Breakbeat nostaglia
Meat Beat Manifesto put themselves on the map in the 90s crafting deranged and wickedly groovy breakbeat. Birthed from the electronic music explosion in the 90s, Meat Beat Manifesto used a dense array of samples, breakbeats and synths that launch listeners into a frenzied head spin. Their newest album Opaque Couche carries all of those main formal features over with added technological speed, glitches and refined sound.

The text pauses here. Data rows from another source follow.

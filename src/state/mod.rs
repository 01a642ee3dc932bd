// State management module
//
// This module provides the StateManager which wraps AppState with thread-safe access
// using Arc<RwLock<T>> and emits change events for front-end updates.

use crate::models::{AppState, ScanResult, SyncDirection};
use std::sync::{Arc, PoisonError, RwLock};
use tokio::sync::broadcast;

/// Change events emitted when state is modified
///
/// These events let a front end follow long sync operations without polling.
#[derive(Clone, Debug, PartialEq)]
pub enum StateChange {
    /// A scan of the installation finished
    ScanCompleted {
        versions: usize,
        characters: usize,
    },

    /// A sync operation has started
    SyncStarted {
        direction: SyncDirection,
    },

    /// A sync operation has finished
    SyncFinished {
        direction: SyncDirection,
        success: bool,
        message: String,
    },

    /// Current operation has changed
    OperationChanged {
        operation: String,
    },

    /// A pull stopped on a merge conflict
    ConflictDetected,

    /// The pending conflict was resolved
    ConflictResolved,
}

/// Thread-safe state manager with event emission
///
/// - Provides thread-safe access to [`AppState`] via `Arc<RwLock<T>>`
/// - Detects state changes and emits [`StateChange`] events
/// - Supports subscribing to state changes via tokio broadcast channels
pub struct StateManager {
    /// The application state protected by RwLock for thread-safe access
    state: Arc<RwLock<AppState>>,

    /// Broadcast channel for emitting state change events
    state_tx: broadcast::Sender<StateChange>,
}

impl StateManager {
    /// Create a new StateManager with default state and a 100 event buffer
    pub fn new() -> Self {
        let (state_tx, _) = broadcast::channel(100);
        Self {
            state: Arc::new(RwLock::new(AppState::default())),
            state_tx,
        }
    }

    /// Clone of the current state, safe to use without holding locks.
    pub fn snapshot(&self) -> AppState {
        self.state
            .read()
            .unwrap_or_else(PoisonError::into_inner)
            .clone()
    }

    /// Execute a function with read access to the state
    ///
    /// # Example
    /// ```ignore
    /// let busy = state_manager.read(|state| state.is_syncing);
    /// ```
    pub fn read<F, R>(&self, f: F) -> R
    where
        F: FnOnce(&AppState) -> R,
    {
        let state = self.state.read().unwrap_or_else(PoisonError::into_inner);
        f(&state)
    }

    /// Update the state and emit change events
    ///
    /// Captures the old state, applies `update_fn`, then emits one event per
    /// detected change. Returns the emitted events.
    pub fn update<F>(&self, update_fn: F) -> Vec<StateChange>
    where
        F: FnOnce(&mut AppState),
    {
        let mut state = self.state.write().unwrap_or_else(PoisonError::into_inner);
        let old_state = state.clone();

        update_fn(&mut state);

        let changes = Self::detect_changes(&old_state, &state);

        for change in &changes {
            // Ignore send errors - it's OK if no one is listening
            let _ = self.state_tx.send(change.clone());
        }

        changes
    }

    /// Subscribe to state change events
    pub fn subscribe(&self) -> broadcast::Receiver<StateChange> {
        self.state_tx.subscribe()
    }

    fn detect_changes(old: &AppState, new: &AppState) -> Vec<StateChange> {
        let mut changes = Vec::new();

        if old.last_scan != new.last_scan {
            if let Some(scan) = &new.last_scan {
                changes.push(StateChange::ScanCompleted {
                    versions: scan.versions.len(),
                    characters: scan.characters.len(),
                });
            }
        }

        if old.is_syncing != new.is_syncing {
            if new.is_syncing {
                if let Some(direction) = new.current_direction {
                    changes.push(StateChange::SyncStarted { direction });
                }
            } else if let Some(direction) = old.current_direction {
                changes.push(StateChange::SyncFinished {
                    direction,
                    success: new.completed_syncs > old.completed_syncs,
                    message: new.last_outcome.clone().unwrap_or_default(),
                });
            }
        }

        if old.current_operation != new.current_operation && !new.current_operation.is_empty() {
            changes.push(StateChange::OperationChanged {
                operation: new.current_operation.clone(),
            });
        }

        if old.conflict_pending != new.conflict_pending {
            if new.conflict_pending {
                changes.push(StateChange::ConflictDetected);
            } else {
                changes.push(StateChange::ConflictResolved);
            }
        }

        changes
    }

    // Convenience methods for common state updates

    /// Record a finished scan
    pub fn set_scan(&self, scan: ScanResult) -> Vec<StateChange> {
        self.update(|state| state.last_scan = Some(scan))
    }

    /// Mark a sync operation as started
    pub fn begin_sync(&self, direction: SyncDirection) -> Vec<StateChange> {
        self.update(|state| {
            state.is_syncing = true;
            state.current_direction = Some(direction);
            state.current_operation = format!("Starting {direction}...");
        })
    }

    /// Update the human readable current operation
    pub fn set_operation(&self, operation: impl Into<String>) -> Vec<StateChange> {
        let operation = operation.into();
        self.update(|state| state.current_operation = operation)
    }

    /// Mark the running sync as finished
    pub fn finish_sync(&self, outcome: impl Into<String>, success: bool) -> Vec<StateChange> {
        let outcome = outcome.into();
        self.update(|state| state.finish_sync(outcome, success))
    }

    pub fn set_conflict_pending(&self, pending: bool) -> Vec<StateChange> {
        self.update(|state| state.conflict_pending = pending)
    }
}

impl Default for StateManager {
    fn default() -> Self {
        Self::new()
    }
}

// Make StateManager cloneable for sharing across threads
impl Clone for StateManager {
    fn clone(&self) -> Self {
        Self {
            state: Arc::clone(&self.state),
            state_tx: self.state_tx.clone(),
        }
    }
}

“Pin Drop” carries itself like a true old school IDM track, eerie samples and synths, dubby one-shots and inhumanly fast computerized fills ring out. “Ear Lips” is a lot slower and more industrial. The drums are crunchy and slow, and filtered mumbled vocal melodies create a surreal cloud of dense audio intrigue. The track could have been aided by more structure and variation but overall, it’s a very interesting take. “Agelast” is a surprise, slow-moving modular pluck ring out over a wide abyss of angelic pads and gentle four to the floor drums. The track is calming but mysterious, cold yet inviting, soothing and hunting at the same time. The layering is magnificent and the intriguing blanket of synthetic sounds over such a minimal beat seems like a welcome departure for MBM.

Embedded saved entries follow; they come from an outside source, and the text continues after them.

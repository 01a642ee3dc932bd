use crate::error::{Result, SyncError};
use crate::models::game::GameVersion;
use crate::models::selection::Selection;
use camino::{Utf8Path, Utf8PathBuf};
use regex::Regex;
use serde::{Deserialize, Serialize};
use std::sync::LazyLock;

/// scp-style remote, e.g. `git@github.com:user/wow-settings.git`
static SCP_URL: LazyLock<Regex> =
    LazyLock::new(|| Regex::new(r"^[\w.-]+@[\w.-]+:[^\s]+$").expect("Invalid scp URL regex"));

static SCHEME_URL: LazyLock<Regex> =
    LazyLock::new(|| Regex::new(r"^(?i)(https?|ssh|git|file)://\S+$").expect("Invalid URL regex"));

/// User configuration persisted as `config.json`.
///
/// Missing keys fall back to their defaults on load; every key is written on save.
#[derive(Debug, Clone, PartialEq, Serialize, Deserialize)]
#[serde(default)]
pub struct AppConfig {
    pub wow_path: String,
    pub git_repo_url: String,
    pub sync_config_wtf: bool,
    pub sync_retail: bool,
    pub sync_classic: bool,
    pub sync_classic_era: bool,
    pub auto_sync: bool,
    pub selection: Selection,
}

impl Default for AppConfig {
    fn default() -> Self {
        Self {
            wow_path: String::new(),
            git_repo_url: String::new(),
            sync_config_wtf: false,
            sync_retail: true,
            sync_classic: true,
            sync_classic_era: true,
            auto_sync: true,
            selection: Selection::AllIncluded,
        }
    }
}

impl AppConfig {
    pub fn is_version_enabled(&self, version: GameVersion) -> bool {
        match version {
            GameVersion::Retail => self.sync_retail,
            GameVersion::Classic => self.sync_classic,
            GameVersion::ClassicEra => self.sync_classic_era,
        }
    }

    pub fn set_version_enabled(&mut self, version: GameVersion, enabled: bool) {
        match version {
            GameVersion::Retail => self.sync_retail = enabled,
            GameVersion::Classic => self.sync_classic = enabled,
            GameVersion::ClassicEra => self.sync_classic_era = enabled,
        }
    }

    pub fn enabled_versions(&self) -> Vec<GameVersion> {
        GameVersion::ALL
            .into_iter()
            .filter(|v| self.is_version_enabled(*v))
            .collect()
    }

    pub fn wow_path(&self) -> Option<&Utf8Path> {
        let trimmed = self.wow_path.trim();
        (!trimmed.is_empty()).then(|| Utf8Path::new(trimmed))
    }

    /// Check the settings a sync needs before touching the filesystem.
    pub fn validate(&self) -> Result<()> {
        if self.wow_path().is_none() {
            return Err(SyncError::MissingInstallPath);
        }
        validate_repo_url(&self.git_repo_url)?;
        Ok(())
    }

    /// Snapshot of the settings that shape a sync pass.
    pub fn sync_settings(&self) -> SyncSettings {
        SyncSettings {
            enabled_versions: self.enabled_versions(),
            sync_settings_file: self.sync_config_wtf,
            selection: self.selection.clone(),
        }
    }
}

/// Validate a remote URL; returns the trimmed form.
pub fn validate_repo_url(url: &str) -> Result<&str> {
    let url = url.trim();
    if url.is_empty() {
        return Err(SyncError::MissingRepoUrl);
    }
    if url.contains("://") {
        if SCHEME_URL.is_match(url) {
            return Ok(url);
        }
        return Err(SyncError::InvalidRepoUrl(url.to_string()));
    }
    if SCP_URL.is_match(url) {
        return Ok(url);
    }
    // Plain filesystem path to a repository
    if !url.chars().any(char::is_whitespace) || Utf8PathBuf::from(url).is_absolute() {
        return Ok(url);
    }
    Err(SyncError::InvalidRepoUrl(url.to_string()))
}

/// Inputs to a sync pass that come from configuration.
#[derive(Debug, Clone, PartialEq)]
pub struct SyncSettings {
    pub enabled_versions: Vec<GameVersion>,
    pub sync_settings_file: bool,
    pub selection: Selection,
}

impl SyncSettings {
    pub fn is_version_enabled(&self, version: GameVersion) -> bool {
        self.enabled_versions.contains(&version)
    }
}

impl Default for SyncSettings {
    fn default() -> Self {
        AppConfig::default().sync_settings()
    }
}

“Bolinas” mixes acoustic with synthetic, warm guitar chords chug along as choppy vocal samples and glitchy syncopated drums find a great pocket. “No Design” is a true breakbeat banger. Taking the duo back to their roots, the drums are insanely fast in the style of Venetian Snare or Aphex Twin. Other than the perfect breakbeats, the track is quite minimal, sub-bass hums in the background coexist with an interesting array of samples. “Forced to Lie” feels like a boom bap beat MF Doom would spit on. Clunky trip-hop drums, vague jazz samples and the occasional vocal melody inject some life into the trippy beat. The last track “Wandering Soul” is a short ambient piece. Contorted atmospheres and reverb-drenched vocals carry on into the audio blackness.

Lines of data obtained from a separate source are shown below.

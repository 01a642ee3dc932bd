//! WoW Sync - command-line entry point.
//!
//! # Overview
//!
//! Initializes, in order:
//! - Configuration ([`ConfigManager`]) rooted at `~/.wow_sync` or `--app-dir`
//! - Logging (daily rotating file in `<app dir>/logs`, console with `--verbose`)
//! - The single-instance lock ([`InstanceLock`])
//! - A tokio runtime for the orchestrator's blocking sync work
//!
//! then runs one subcommand and shuts down.
//!
//! # Exit codes
//!
//! - `0`: success
//! - `1`: error
//! - `2`: another instance is running
//! - `3`: a merge conflict is still waiting for `wowsync resolve`

use anyhow::{Context, Result};
use clap::Parser;
use std::process::ExitCode;
use std::sync::Arc;
use std::time::Duration;
use wowsync::cli::{
    Cli, Command, ConfigAction, PullArgs, SelectArgs, TerminalTokenPrompt,
    prompt_conflict_resolution,
};
use wowsync::logging::{SyncLog, setup_logging_with_console};
use wowsync::models::validate_repo_url;
use wowsync::services::{CredentialResolver, scan_installation};
use wowsync::{
    APP_NAME, ConfigManager, InstanceLock, Metrics, StateChange, StateManager, SyncContext,
    SyncError, SyncOrchestrator, VERSION,
};

const EXIT_ALREADY_RUNNING: u8 = 2;
const EXIT_CONFLICT_PENDING: u8 = 3;

fn main() -> ExitCode {
    let cli = Cli::parse();
    match run(cli) {
        Ok(code) => code,
        Err(e) => {
            tracing::error!("{:#}", e);
            eprintln!("Error: {:#}", e);
            ExitCode::FAILURE
        }
    }
}

fn run(cli: Cli) -> Result<ExitCode> {
    let app_dir = match cli.app_dir {
        Some(dir) => dir,
        None => ConfigManager::default_app_dir()?,
    };
    let config_manager = ConfigManager::new(&app_dir)?;

    let _log_guard = setup_logging_with_console(
        &config_manager.log_dir(),
        APP_NAME,
        cli.debug,
        cli.verbose,
    )?;
    tracing::info!("Starting {} v{}", APP_NAME, VERSION);

    let Some(_lock) = InstanceLock::acquire(&config_manager.lock_path())
        .context("Failed to acquire instance lock")?
    else {
        eprintln!("WoW Sync is already running.");
        return Ok(ExitCode::from(EXIT_ALREADY_RUNNING));
    };

    let runtime = tokio::runtime::Builder::new_multi_thread()
        .enable_all()
        .worker_threads(2)
        .thread_name("wowsync-worker")
        .build()?;

    let metrics = Arc::new(Metrics::new());
    let result = runtime.block_on(dispatch(cli.command, &config_manager, Arc::clone(&metrics)));

    runtime.shutdown_timeout(Duration::from_secs(5));
    metrics.log_summary();
    tracing::info!("Shutdown complete");

    result
}

async fn dispatch(
    command: Command,
    config_manager: &ConfigManager,
    metrics: Arc<Metrics>,
) -> Result<ExitCode> {
    match command {
        Command::Config { action } => config_command(action, config_manager)?,
        Command::Scan => scan_command(config_manager).await?,
        Command::Select(args) => select_command(&args, config_manager).await?,
        Command::Init => {
            let orchestrator = build_orchestrator(config_manager, metrics)?;
            orchestrator.init_repository().await?;
            println!("Repository ready at {}", orchestrator.repo_path());
        }
        Command::Pull(args) => {
            let orchestrator = build_orchestrator(config_manager, metrics)?;
            return pull_command(&orchestrator, args).await;
        }
        Command::Push(args) => {
            let orchestrator = build_orchestrator(config_manager, metrics)?;
            if orchestrator.collect_and_push(args.force).await? {
                println!("Changes pushed.");
            } else {
                println!("Nothing to push.");
            }
        }
        Command::Resolve(args) => {
            let orchestrator = build_orchestrator(config_manager, metrics)?;
            orchestrator.resolve_conflict(args.side.into()).await?;
            println!("Conflict resolved.");
        }
    }
    Ok(ExitCode::SUCCESS)
}

fn config_command(action: ConfigAction, config_manager: &ConfigManager) -> Result<()> {
    match action {
        ConfigAction::Show => {
            let config = config_manager.load_config()?;
            println!("{}", serde_json::to_string_pretty(&config)?);
        }
        ConfigAction::Set(args) => {
            if let Some(url) = &args.repo_url {
                validate_repo_url(url)?;
            }
            let mut changed = false;
            config_manager.update(|config| changed = args.apply(config))?;
            if changed {
                println!("Saved {}", config_manager.config_path());
            } else {
                println!("Nothing to change.");
            }
        }
    }
    Ok(())
}

async fn scan_installation_from_config(
    config_manager: &ConfigManager,
) -> Result<wowsync::models::ScanResult> {
    let config = config_manager.load_config()?;
    let wow_path = config
        .wow_path()
        .ok_or(SyncError::MissingInstallPath)?
        .to_path_buf();
    let scan = tokio::task::spawn_blocking(move || scan_installation(&wow_path)).await??;
    Ok(scan)
}

async fn scan_command(config_manager: &ConfigManager) -> Result<()> {
    let config = config_manager.load_config()?;
    let scan = scan_installation_from_config(config_manager).await?;

    if scan.is_empty() {
        println!("No game versions found.");
        return Ok(());
    }

    for version in &scan.versions {
        let enabled = if config.is_version_enabled(*version) {
            ""
        } else {
            " (sync disabled)"
        };
        println!("{}{}", version, enabled);
        for character in scan.characters_for(*version) {
            let mark = if config.selection.is_character_included(character) {
                'x'
            } else {
                ' '
            };
            println!("  [{}] {}", mark, character.key());
        }
    }
    if !config.selection.has_explicit_selection() {
        println!("No selection saved yet: every character is synced.");
    }
    Ok(())
}

async fn select_command(args: &SelectArgs, config_manager: &ConfigManager) -> Result<()> {
    let scan = scan_installation_from_config(config_manager).await?;
    let characters = args.characters(&scan)?;
    let count = characters.len();

    config_manager.update(|config| config.selection.replace(characters))?;
    println!("Selected {} character(s).", count);
    Ok(())
}

async fn pull_command(orchestrator: &SyncOrchestrator, args: PullArgs) -> Result<ExitCode> {
    match orchestrator.pull_and_apply().await {
        Ok(report) => {
            println!("{}", report.outcome);
            Ok(ExitCode::SUCCESS)
        }
        Err(SyncError::Conflict) => {
            let resolution = match args.on_conflict {
                Some(side) => Some(side.into()),
                None => tokio::task::spawn_blocking(prompt_conflict_resolution).await?,
            };
            match resolution {
                Some(resolution) => {
                    orchestrator.resolve_conflict(resolution).await?;
                    println!("Conflict resolved ({}).", resolution);
                    Ok(ExitCode::SUCCESS)
                }
                None => {
                    println!("Conflict left unresolved. Run `wowsync resolve remote|local`.");
                    Ok(ExitCode::from(EXIT_CONFLICT_PENDING))
                }
            }
        }
        Err(e) => Err(e.into()),
    }
}

fn build_orchestrator(
    config_manager: &ConfigManager,
    metrics: Arc<Metrics>,
) -> Result<SyncOrchestrator> {
    let config = config_manager.load_config()?;
    let context = SyncContext::from_config(&config, config_manager.repo_path())?;

    let credentials = CredentialResolver::new(config_manager.token_path())
        .with_prompt(Arc::new(TerminalTokenPrompt));
    let log = SyncLog::new(|line| println!("{}", line));

    let state = Arc::new(StateManager::new());
    spawn_state_listener(&state);

    Ok(SyncOrchestrator::new(
        context,
        Arc::new(credentials),
        log,
        state,
        metrics,
    ))
}

/// Follow state changes in the log file.
fn spawn_state_listener(state: &StateManager) {
    let mut rx = state.subscribe();
    tokio::spawn(async move {
        while let Ok(change) = rx.recv().await {
            match change {
                StateChange::ConflictDetected => {
                    tracing::warn!("Merge conflict detected, waiting for a resolution")
                }
                StateChange::SyncFinished {
                    direction,
                    success: false,
                    message,
                } => tracing::warn!("{} failed: {}", direction, message),
                other => tracing::debug!("State change: {:?}", other),
            }
        }
    });
}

Opaque Couche is a diverse and extensive sample of the many flavors of traditional IDM. While nothing here is groundbreaking to a fan of IDM, the detail and variation are impressive and each song carries a different weight and goal. The album is surprisingly cohesive both tonally and structurally and MBM has done an excellent job of injecting some life into the rarely visited 90s IDM soundscape.